Rangga Pratama

Personal information
- Full name: Rangga Pratama
- Date of birth: 18 April 1996 (age 30)
- Place of birth: Palembang, Indonesia
- Height: 1.75 m (5 ft 9 in)
- Position: Goalkeeper

Team information
- Current team: Persiku Kudus
- Number: 51

Youth career
- 2013–2015: Sriwijaya
- 2016: Barito Putera

Senior career*
- Years: Team / Apps / (Gls)
- 2016–2017: Persikabo Bogor / 18 / (0)
- 2017–2018: Sriwijaya / 0 / (0)
- 2019–2020: PSMS Medan / 10 / (0)
- 2021–2022: PSCS Cilacap / 2 / (0)
- 2023–2025: Persewar Waropen / 9 / (0)
- 2025–2026: Sriwijaya / 12 / (0)
- 2026–: Persiku Kudus / 0 / (0)

International career
- 2014: Indonesia U19 / 1 / (0)

= Rangga Pratama =

Indonesian footballer

Rangga Pratama (born 18 April 1996) is an Indonesian professional footballer who plays as a goalkeeper for Championship club Persiku Kudus.

==Club career==
===PSCS Cilacap===
He was signed for PSCS Cilacap to play in Liga 2 in 2021–22 season.
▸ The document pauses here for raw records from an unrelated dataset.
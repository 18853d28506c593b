// libs/telemedicine-cell/src/handlers.rs
use axum::{
    extract::{
        ws::{rejection::WebSocketUpgradeRejection, WebSocketUpgrade},
        Extension, Path, Query, State,
    },
    http::StatusCode,
    response::{IntoResponse, Response},
    Json,
};
use axum_extra::TypedHeader;
use chrono::Utc;
use futures::StreamExt;
use headers::{authorization::Bearer, Authorization};
use serde::Deserialize;
use serde_json::{json, Value};
use tracing::info;
use uuid::Uuid;

use shared_models::auth::User;
use shared_models::error::AppError;
use shared_utils::jwt::validate_token;

use crate::models::{
    Consultation, ConsultationListResponse, ConsultationTab, CreateConsultationRequest,
    EligibilityReport, LiveSessionRoute, UpdateStatusRequest,
};
use crate::services::signaling::validate_room_id;
use crate::services::{EligibilityEvaluator, RoomRelay};
use crate::state::TelemedicineState;

// ==============================================================================
// QUERY PARAMETER STRUCTS
// ==============================================================================

#[derive(Debug, Deserialize)]
pub struct ListConsultationsQuery {
    pub tab: Option<ConsultationTab>,
}

#[derive(Debug, Deserialize)]
pub struct RoomSocketQuery {
    pub token: Option<String>,
}

fn verify_access(consultation: &Consultation, user: &User) -> Result<(), AppError> {
    if consultation.involves(&user.id) || user.is_admin() {
        Ok(())
    } else {
        Err(AppError::Auth("Not authorized for this consultation".to_string()))
    }
}

// ==============================================================================
// HEALTH
// ==============================================================================

pub async fn telemedicine_health_check(
    State(state): State<TelemedicineState>,
) -> Json<Value> {
    Json(json!({
        "status": "healthy",
        "service": "telemedicine-cell",
        "backend_configured": state.config.is_configured(),
        "active_rooms": state.hub.room_count().await,
        "timestamp": Utc::now().to_rfc3339()
    }))
}

// ==============================================================================
// CONSULTATION HANDLERS
// ==============================================================================

/// Upcoming and past consultation cards for the caller.
#[axum::debug_handler]
pub async fn list_consultations(
    State(state): State<TelemedicineState>,
    TypedHeader(auth): TypedHeader<Authorization<Bearer>>,
    Extension(user): Extension<User>,
    Query(query): Query<ListConsultationsQuery>,
) -> Result<Json<ConsultationListResponse>, AppError> {
    let mut view = state.session_view_for(&user);
    view.refresh(&state.consultations, auth.token()).await?;

    if let Some(tab) = query.tab {
        view.select_tab(tab);
    }

    Ok(Json(ConsultationListResponse {
        selected_tab: view.selected_tab(),
        upcoming: view.cards_for(ConsultationTab::Upcoming),
        past: view.cards_for(ConsultationTab::Past),
    }))
}

#[axum::debug_handler]
pub async fn create_consultation(
    State(state): State<TelemedicineState>,
    TypedHeader(auth): TypedHeader<Authorization<Bearer>>,
    Extension(user): Extension<User>,
    Json(request): Json<CreateConsultationRequest>,
) -> Result<(StatusCode, Json<Consultation>), AppError> {
    let books_for_self = request.doctor_id == user.id || request.patient_id == user.id;
    if !books_for_self && !user.is_admin() {
        return Err(AppError::Auth(
            "Consultations can only be booked by one of their participants".to_string(),
        ));
    }

    let consultation = state.consultations.create(request, auth.token()).await?;

    Ok((StatusCode::CREATED, Json(consultation)))
}

#[axum::debug_handler]
pub async fn get_consultation_eligibility(
    State(state): State<TelemedicineState>,
    Path(consultation_id): Path<Uuid>,
    TypedHeader(auth): TypedHeader<Authorization<Bearer>>,
    Extension(user): Extension<User>,
) -> Result<Json<EligibilityReport>, AppError> {
    let consultation = state.consultations.get(consultation_id, auth.token()).await?;
    verify_access(&consultation, &user)?;

    let evaluator = EligibilityEvaluator::from_clock(state.clock.as_ref());
    Ok(Json(evaluator.report(&consultation)))
}

/// Resolves the live session route for one of the caller's consultations.
#[axum::debug_handler]
pub async fn start_consultation(
    State(state): State<TelemedicineState>,
    Path(consultation_id): Path<Uuid>,
    TypedHeader(auth): TypedHeader<Authorization<Bearer>>,
    Extension(user): Extension<User>,
) -> Result<Json<LiveSessionRoute>, AppError> {
    let mut view = state.session_view_for(&user);
    view.refresh(&state.consultations, auth.token()).await?;

    let route = view.start_session(consultation_id)?;
    Ok(Json(route))
}

#[axum::debug_handler]
pub async fn update_consultation_status(
    State(state): State<TelemedicineState>,
    Path(consultation_id): Path<Uuid>,
    TypedHeader(auth): TypedHeader<Authorization<Bearer>>,
    Extension(user): Extension<User>,
    Json(request): Json<UpdateStatusRequest>,
) -> Result<Json<Consultation>, AppError> {
    let token = auth.token();

    let consultation = state.consultations.get(consultation_id, token).await?;
    verify_access(&consultation, &user)?;

    let updated = state
        .consultations
        .update_status(consultation_id, request.status, request.summary, token)
        .await?;

    Ok(Json(updated))
}

// ==============================================================================
// ROOM RELAY
// ==============================================================================

/// Upgrades to a WebSocket bound to one consultation's signaling room.
///
/// Room ids have the form `consultation_<uuid>`; only that consultation's
/// participants (or an admin) may join. Browsers cannot set headers on a
/// WebSocket handshake, so the bearer token travels in the `token` query
/// parameter.
pub async fn room_socket(
    State(state): State<TelemedicineState>,
    Path(room_id): Path<String>,
    Query(query): Query<RoomSocketQuery>,
    ws: Result<WebSocketUpgrade, WebSocketUpgradeRejection>,
) -> Result<Response, AppError> {
    validate_room_id(&room_id)?;
    let consultation_id = Consultation::id_from_room(&room_id).ok_or_else(|| {
        AppError::ValidationError(format!("Room '{}' does not name a consultation", room_id))
    })?;

    let token = query
        .token
        .filter(|t| !t.is_empty())
        .ok_or_else(|| AppError::Auth("Missing token".to_string()))?;
    let user = validate_token(&token, &state.config.supabase_jwt_secret)
        .map_err(|e| AppError::Auth(e.to_string()))?;

    let consultation = state.consultations.get(consultation_id, &token).await?;
    verify_access(&consultation, &user)?;

    let ws = ws.map_err(|e| AppError::BadRequest(e.to_string()))?;

    info!("User {} opening relay for room {}", user.id, room_id);
    let relay = RoomRelay::new(state.channel_for(&user), user.display_name());
    Ok(ws
        .on_upgrade(move |socket| {
            let (outbound, inbound) = socket.split();
            relay.run(room_id, outbound, inbound)
        })
        .into_response())
}
use std::sync::{Arc, Mutex};
use std::time::Duration;

use assert_matches::assert_matches;
use async_trait::async_trait;
use mockall::mock;
use serde_json::{json, Value};

use telemedicine_cell::models::{ChatMessage, EnvelopeKind, SignalEnvelope};
use telemedicine_cell::services::{
    ChannelState, EnvelopeSink, RealtimeTransport, RoomHub, SignalingChannel, SubscriptionId,
    TransportError,
};
use telemedicine_cell::TelemedicineError;

mock! {
    pub Transport {}

    #[async_trait]
    impl RealtimeTransport for Transport {
        async fn subscribe(&self, room_id: &str, sink: EnvelopeSink) -> Result<SubscriptionId, TransportError>;
        async fn broadcast(&self, room_id: &str, envelope: SignalEnvelope) -> Result<(), TransportError>;
        async fn unsubscribe(&self, subscription: SubscriptionId) -> Result<(), TransportError>;
    }
}

/// Never completes a subscribe.
struct StallingTransport;

#[async_trait]
impl RealtimeTransport for StallingTransport {
    async fn subscribe(&self, _: &str, _: EnvelopeSink) -> Result<SubscriptionId, TransportError> {
        std::future::pending().await
    }

    async fn broadcast(&self, _: &str, _: SignalEnvelope) -> Result<(), TransportError> {
        Ok(())
    }

    async fn unsubscribe(&self, _: SubscriptionId) -> Result<(), TransportError> {
        Ok(())
    }
}

fn collect_signals(channel: &SignalingChannel) -> Arc<Mutex<Vec<Value>>> {
    let received = Arc::new(Mutex::new(Vec::new()));
    let sink = Arc::clone(&received);
    channel.on_signal(move |payload| sink.lock().unwrap().push(payload.clone()));
    received
}

fn connected_mock() -> MockTransport {
    let mut transport = MockTransport::new();
    transport
        .expect_subscribe()
        .times(1)
        .returning(|_, _| Ok(SubscriptionId::new()));
    transport
}

#[tokio::test]
async fn test_late_handler_does_not_see_earlier_envelopes() {
    let hub = Arc::new(RoomHub::new(4));
    let doctor = SignalingChannel::new(hub.clone(), "doctor-1");
    let patient = SignalingChannel::new(hub.clone(), "patient-1");

    doctor.connect("room-a").await.unwrap();
    patient.connect("room-a").await.unwrap();

    doctor.send_signal(json!({ "type": "offer", "sdp": "v=0" })).await.unwrap();

    let received = collect_signals(&patient);
    assert!(received.lock().unwrap().is_empty());

    doctor.send_signal(json!({ "type": "candidate" })).await.unwrap();

    let received = received.lock().unwrap();
    assert_eq!(received.len(), 1);
    assert_eq!(received[0]["type"], "candidate");
}

#[tokio::test]
async fn test_own_envelopes_are_not_dispatched_back() {
    let hub = Arc::new(RoomHub::new(4));
    let doctor = SignalingChannel::new(hub.clone(), "doctor-1");
    let patient = SignalingChannel::new(hub.clone(), "patient-1");

    let doctor_seen = collect_signals(&doctor);
    let patient_seen = collect_signals(&patient);

    doctor.connect("room-a").await.unwrap();
    patient.connect("room-a").await.unwrap();

    doctor.send_signal(json!({ "type": "offer" })).await.unwrap();

    assert!(doctor_seen.lock().unwrap().is_empty());
    assert_eq!(patient_seen.lock().unwrap().len(), 1);
}

#[tokio::test]
async fn test_same_participant_on_two_devices_hears_both() {
    let hub = Arc::new(RoomHub::new(4));
    let laptop = SignalingChannel::new(hub.clone(), "doctor-1");
    let phone = SignalingChannel::new(hub.clone(), "doctor-1");
    assert_ne!(laptop.instance_id(), phone.instance_id());

    laptop.connect("room-a").await.unwrap();
    phone.connect("room-a").await.unwrap();

    let on_laptop = collect_signals(&laptop);
    let on_phone = collect_signals(&phone);

    laptop.send_signal(json!({ "type": "offer" })).await.unwrap();
    phone.send_signal(json!({ "type": "answer" })).await.unwrap();

    let on_phone = on_phone.lock().unwrap();
    assert_eq!(on_phone.len(), 1);
    assert_eq!(on_phone[0]["type"], "offer");

    let on_laptop = on_laptop.lock().unwrap();
    assert_eq!(on_laptop.len(), 1);
    assert_eq!(on_laptop[0]["type"], "answer");
}

#[tokio::test]
async fn test_chat_and_signal_streams_are_separate() {
    let hub = Arc::new(RoomHub::new(4));
    let doctor = SignalingChannel::new(hub.clone(), "doctor-1");
    let patient = SignalingChannel::new(hub.clone(), "patient-1");

    let chats = Arc::new(Mutex::new(Vec::new()));
    let chat_sink = Arc::clone(&chats);
    patient.on_chat(move |message| chat_sink.lock().unwrap().push(message.clone()));
    let signals = collect_signals(&patient);

    doctor.connect("room-a").await.unwrap();
    patient.connect("room-a").await.unwrap();

    doctor
        .send_chat(ChatMessage::from_sender("Can you hear me?", "Dr. Lee"))
        .await
        .unwrap();

    assert!(signals.lock().unwrap().is_empty());
    let chats = chats.lock().unwrap();
    assert_eq!(chats.len(), 1);
    assert_eq!(chats[0].text, "Can you hear me?");
    assert_eq!(chats[0].sender_name.as_deref(), Some("Dr. Lee"));
}

#[tokio::test]
async fn test_rooms_are_isolated() {
    let hub = Arc::new(RoomHub::new(4));
    let sender = SignalingChannel::new(hub.clone(), "doctor-1");
    let elsewhere = SignalingChannel::new(hub.clone(), "patient-2");
    let seen = collect_signals(&elsewhere);

    sender.connect("room-a").await.unwrap();
    elsewhere.connect("room-b").await.unwrap();

    sender.send_signal(json!({})).await.unwrap();
    assert!(seen.lock().unwrap().is_empty());
}

#[tokio::test]
async fn test_send_after_disconnect_fails_without_transport_call() {
    let mut transport = connected_mock();
    transport.expect_unsubscribe().times(1).returning(|_| Ok(()));
    transport.expect_broadcast().times(0);

    let channel = SignalingChannel::new(Arc::new(transport), "doctor-1");
    channel.connect("room-a").await.unwrap();
    channel.disconnect().await;

    assert_eq!(channel.state(), ChannelState::Disconnected);
    assert_matches!(
        channel.send_signal(json!({ "type": "offer" })).await,
        Err(TelemedicineError::ChannelClosed)
    );
    assert_matches!(
        channel.send_chat(ChatMessage::new("hello")).await,
        Err(TelemedicineError::ChannelClosed)
    );

    // Repeated disconnects are no-ops; reconnecting needs a new channel.
    channel.disconnect().await;
    assert_matches!(channel.connect("room-a").await, Err(TelemedicineError::ChannelClosed));
}

#[tokio::test]
async fn test_send_before_connect_fails() {
    let mut transport = MockTransport::new();
    transport.expect_broadcast().times(0);
    transport.expect_unsubscribe().times(0);

    let channel = SignalingChannel::new(Arc::new(transport), "doctor-1");
    assert_eq!(channel.state(), ChannelState::Idle);
    assert_matches!(channel.send_signal(json!({})).await, Err(TelemedicineError::ChannelClosed));

    channel.disconnect().await;
    assert_eq!(channel.state(), ChannelState::Idle);
}

#[tokio::test]
async fn test_broadcast_failure_surfaces_as_send_failed() {
    let mut transport = connected_mock();
    transport
        .expect_broadcast()
        .times(1)
        .returning(|_, _| Err(TransportError::Unavailable("socket reset".to_string())));

    let channel = SignalingChannel::new(Arc::new(transport), "doctor-1");
    channel.connect("room-a").await.unwrap();

    let err = channel.send_signal(json!({})).await.unwrap_err();
    assert_matches!(err, TelemedicineError::SendFailed { kind: EnvelopeKind::Signal, .. });
    assert_eq!(channel.state(), ChannelState::Connected);
}

#[tokio::test]
async fn test_outgoing_envelopes_carry_sender() {
    let mut transport = connected_mock();
    transport
        .expect_broadcast()
        .times(1)
        .withf(|_, envelope| {
            envelope.kind == EnvelopeKind::Chat
                && envelope.sender_id.as_deref() == Some("patient-1")
                && envelope.origin.is_some()
        })
        .returning(|_, _| Ok(()));

    let channel = SignalingChannel::new(Arc::new(transport), "patient-1");
    channel.connect("room-a").await.unwrap();
    channel.send_chat(ChatMessage::new("hi")).await.unwrap();
}

#[tokio::test]
async fn test_refused_subscribe_returns_to_idle() {
    let hub = Arc::new(RoomHub::new(1));
    let occupant = SignalingChannel::new(hub.clone(), "doctor-1");
    occupant.connect("room-a").await.unwrap();

    let channel = SignalingChannel::new(hub.clone(), "patient-1");
    let err = channel.connect("room-a").await.unwrap_err();

    assert_matches!(err, TelemedicineError::SubscribeFailed { ref room_id, .. } if room_id == "room-a");
    assert!(err.is_retryable());
    assert_eq!(channel.state(), ChannelState::Idle);
    assert_eq!(channel.room_id(), None);

    occupant.disconnect().await;
    channel.connect("room-a").await.unwrap();
    assert_eq!(channel.state(), ChannelState::Connected);
}

#[tokio::test]
async fn test_connect_times_out() {
    let channel = SignalingChannel::new(Arc::new(StallingTransport), "doctor-1")
        .with_connect_timeout(Duration::from_millis(50));

    assert_matches!(
        channel.connect("room-a").await,
        Err(TelemedicineError::ConnectTimeout { .. })
    );
    assert_eq!(channel.state(), ChannelState::Idle);
}

#[tokio::test]
async fn test_abandoned_connect_returns_to_idle() {
    let channel = SignalingChannel::new(Arc::new(StallingTransport), "doctor-1")
        .with_connect_timeout(Duration::from_secs(60));

    let abandoned = tokio::time::timeout(Duration::from_millis(20), channel.connect("room-a")).await;

    assert!(abandoned.is_err());
    assert_eq!(channel.state(), ChannelState::Idle);
    assert_eq!(channel.room_id(), None);
}

#[tokio::test]
async fn test_connect_is_idempotent_per_room() {
    let hub = Arc::new(RoomHub::new(4));
    let channel = SignalingChannel::new(hub.clone(), "doctor-1");

    channel.connect("room-a").await.unwrap();
    channel.connect("room-a").await.unwrap();
    assert_eq!(hub.subscriber_count("room-a").await, 1);

    assert_matches!(
        channel.connect("room-b").await,
        Err(TelemedicineError::RoomMismatch { .. })
    );
    assert_eq!(channel.room_id().as_deref(), Some("room-a"));
}

#[tokio::test]
async fn test_concurrent_connects_share_one_subscription() {
    let hub = Arc::new(RoomHub::new(4));
    let channel = SignalingChannel::new(hub.clone(), "doctor-1");

    let (first, second) = tokio::join!(channel.connect("room-a"), channel.connect("room-a"));
    assert!(first.is_ok());
    assert!(second.is_ok());
    assert_eq!(hub.subscriber_count("room-a").await, 1);
}

#[tokio::test]
async fn test_invalid_room_id_is_rejected_before_subscribing() {
    let mut transport = MockTransport::new();
    transport.expect_subscribe().times(0);

    let channel = SignalingChannel::new(Arc::new(transport), "doctor-1");
    assert_matches!(
        channel.connect("room a/b").await,
        Err(TelemedicineError::ValidationError(_))
    );
    assert_eq!(channel.state(), ChannelState::Idle);
}

#[tokio::test]
async fn test_handlers_accumulate_and_can_be_removed() {
    let hub = Arc::new(RoomHub::new(4));
    let doctor = SignalingChannel::new(hub.clone(), "doctor-1");
    let patient = SignalingChannel::new(hub.clone(), "patient-1");

    let first = Arc::new(Mutex::new(0));
    let second = Arc::new(Mutex::new(0));
    let (f, s) = (Arc::clone(&first), Arc::clone(&second));
    let token = patient.on(EnvelopeKind::Signal, move |_| *f.lock().unwrap() += 1);
    patient.on(EnvelopeKind::Signal, move |_| *s.lock().unwrap() += 1);
    assert_eq!(patient.handler_count(EnvelopeKind::Signal), 2);

    doctor.connect("room-a").await.unwrap();
    patient.connect("room-a").await.unwrap();

    doctor.send_signal(json!({})).await.unwrap();
    assert!(patient.off(token));
    assert!(!patient.off(token));
    doctor.send_signal(json!({})).await.unwrap();

    assert_eq!(*first.lock().unwrap(), 1);
    assert_eq!(*second.lock().unwrap(), 2);
    assert_eq!(patient.handler_count(EnvelopeKind::Signal), 1);
}

#[tokio::test]
async fn test_disconnect_releases_room() {
    let hub = Arc::new(RoomHub::new(4));
    let channel = SignalingChannel::new(hub.clone(), "doctor-1");

    channel.connect("room-a").await.unwrap();
    assert_eq!(hub.room_count().await, 1);

    channel.disconnect().await;
    assert_eq!(hub.room_count().await, 0);
    assert!(hub.active_rooms().await.is_empty());
}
Rangga made his league debut on 15 November 2021 in a match against Hizbul Wathan at the Manahan Stadium, Surakarta.

===Persewar Waropen===
He was signed for Persewar Waropen to play in Liga 2 in 2023–24 season. Rangga made his league debut on 12 October 2023 in a 2–1 win against Persipura Jayapura.